I wrote a series of small books, including Sun City, Cape Town, The Waterfront and Wild Animals; a coffee-table book, Wildlife in Action; and three ‘first field guides’ (to spiders, snakes and birds); and I co-authored a fourth ‘first field guide’, to general wildlife.
I also contributed to the Frommer’s Guide to Southern Africa, covering the Zimbabwe and Botswana chapters; and to the 2008 and 2009 editions of the bestselling John Platter South African Wine Guide.
In 2006 I wrote Natalie du Toit’s biography, Tumble-Turn. The book was longlisted for the Alan Paton Award in 2007.
I contributed a fiction piece to the volume Open, published by Oshun Books.
An unusual thankyou from a client
Editing a manuscript is half science, half art. It requires both big-picture attention and an obsessive concern with the tiniest details. The need for an excellent grasp of written English goes without saying but what's also required is a vast general knowledge, an ear for dissonance, a sharp eye for what could be misunderstood or misinterpreted, a willingness to fact-check (and fact-check again, and then double-check that fact-check), and (usually) a cheerful acceptance that you'll almost certainly have to go well beyond the extra mile to get it right.
Different editors have different styles, and it's not unusual for an author and editor not to 'click'. Often, this has a lot to do with the author's (understandable) feelings of protectiveness over a manuscript that they've laboured over and given birth to; when they see an editor tear into it, regardless of the good that might result, it can break the author's heart. This can be disappointing for the editor, who often feels that the author has let his/her ego get in the way of what could have been a vastly improved script.

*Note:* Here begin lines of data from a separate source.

//! Tests for CLI parsing and configuration loading
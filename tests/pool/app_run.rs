//! Tests for the publish/consume cycle behind the binary

use subpool::app::cli::args::Args;
use subpool::app::cli::config::{PoolSettings, RunSettings};
use subpool::app::error::AppError;
use subpool::app::startup::{run, RunSummary};
use subpool::core::shutdown::ShutdownCoordinator;
use subpool::PoolError;
use clap::Parser;
use std::time::Duration;

fn settings(args: &[&str]) -> RunSettings {
    let mut argv = vec!["subpool"];
    argv.extend_from_slice(args);
    RunSettings::resolve(&Args::try_parse_from(argv).unwrap(), PoolSettings::default())
}

#[tokio::test]
async fn test_drain_run_reports_counts() {
    let settings = settings(&["--drain", "--messages", "40", "-w", "4", "-b", "8"]);

    let summary = run(&settings, &ShutdownCoordinator::new()).await.unwrap();

    assert_eq!(
        summary,
        RunSummary {
            published: 40,
            handled: 40
        }
    );
}

#[tokio::test]
async fn test_run_waits_for_shutdown_without_drain() {
    let settings = settings(&["--messages", "5", "--handler-delay", "1"]);
    let coordinator = ShutdownCoordinator::new();

    let trigger = coordinator.clone();
    tokio::spawn(async move {
        tokio::time::sleep(Duration::from_millis(50)).await;
        trigger.trigger_shutdown();
    });

    let summary = tokio::time::timeout(Duration::from_secs(5), run(&settings, &coordinator))
        .await
        .expect("run should return after shutdown")
        .unwrap();
    assert_eq!(summary.handled, 5);
}

#[tokio::test]
async fn test_shutdown_before_publishing_publishes_nothing() {
    let settings = settings(&["--messages", "100"]);
    let coordinator = ShutdownCoordinator::new();
    coordinator.trigger_shutdown();

    let summary = run(&settings, &coordinator).await.unwrap();

    assert_eq!(summary.published, 0);
    assert_eq!(summary.handled, 0);
}

#[tokio::test]
async fn test_invalid_pool_size_is_a_pool_error() {
    let settings = settings(&["--drain", "--pool-size", "0"]);

    let result = run(&settings, &ShutdownCoordinator::new()).await;

    assert!(matches!(
        result,
        Err(AppError::Pool(PoolError::InvalidOptions { .. }))
    ));
}
#[tokio::main]
async fn main() {
    let code = subpool::app::startup::startup().await;
    std::process::exit(code);
}
//! Application module

pub mod cli;
pub mod error;
pub mod startup;
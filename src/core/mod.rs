//! Core services and infrastructure

pub mod error_handling;
pub mod logging;
pub mod shutdown;
pub mod sync;
pub mod version;
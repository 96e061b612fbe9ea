//! Binary behaviour tests

use super::run_subpool;

#[test]
fn test_drain_run_handles_every_message() {
    let output = run_subpool(&[
        "--drain",
        "--messages",
        "25",
        "--pool-size",
        "3",
        "--queue-capacity",
        "4",
        "--log-level",
        "off",
    ]);

    let stdout = String::from_utf8_lossy(&output.stdout);
    assert!(
        output.status.success(),
        "stderr: {}",
        String::from_utf8_lossy(&output.stderr)
    );
    assert!(
        stdout.contains("published 25 messages, handled 25"),
        "unexpected stdout: {}",
        stdout
    );
}

#[test]
fn test_drain_with_zero_messages() {
    let output = run_subpool(&["--drain", "--messages", "0", "--log-level", "off"]);

    assert!(output.status.success());
    assert!(String::from_utf8_lossy(&output.stdout).contains("published 0 messages, handled 0"));
}

#[test]
fn test_unsupported_url_fails() {
    let output = run_subpool(&["--drain", "--url", "nats://localhost:4222"]);

    assert_eq!(output.status.code(), Some(1));
    assert!(String::from_utf8_lossy(&output.stderr).contains("memory://"));
}

#[test]
fn test_zero_pool_size_fails() {
    let output = run_subpool(&["--drain", "--pool-size", "0", "--no-color"]);

    assert_eq!(output.status.code(), Some(1));
    assert!(String::from_utf8_lossy(&output.stderr).contains("pool size must be at least 1"));
}

#[test]
fn test_wildcard_publish_subject_fails() {
    let output = run_subpool(&["--drain", "--subject", "jobs.*", "--no-color"]);

    assert_eq!(output.status.code(), Some(1));
}

#[test]
fn test_version_includes_package_version() {
    let output = run_subpool(&["--version"]);

    assert!(output.status.success());
    assert!(String::from_utf8_lossy(&output.stdout).contains(env!("CARGO_PKG_VERSION")));
}

#[test]
fn test_json_log_lines_are_json() {
    let output = run_subpool(&[
        "--drain",
        "--messages",
        "2",
        "--log-level",
        "info",
        "--log-format",
        "json",
    ]);

    assert!(output.status.success());
    let stderr = String::from_utf8_lossy(&output.stderr);
    let lines: Vec<&str> = stderr.lines().filter(|line| !line.is_empty()).collect();
    assert!(!lines.is_empty(), "expected some log output");
    for line in lines {
        assert!(
            serde_json::from_str::<serde_json::Value>(line).is_ok(),
            "not a JSON log line: {}",
            line
        );
    }
}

This unusual thankyou 'letter' came from an author whose original manuscript I initially eviscerated; in the weeks and months that followed, I required her to do mountains of additional work - rewriting, fact-checking, chasing down sources, double-checking, more rewriting, etc. Her total absence of ego was remarkable in itself, and matched only by her astonishing capacity for work - she was an editor's dream.
Our months-long collaboration on a very tricky manuscript, and the author's willingness to do whatever it took to get things 100% right, resulted in what I believe was an unusually good book.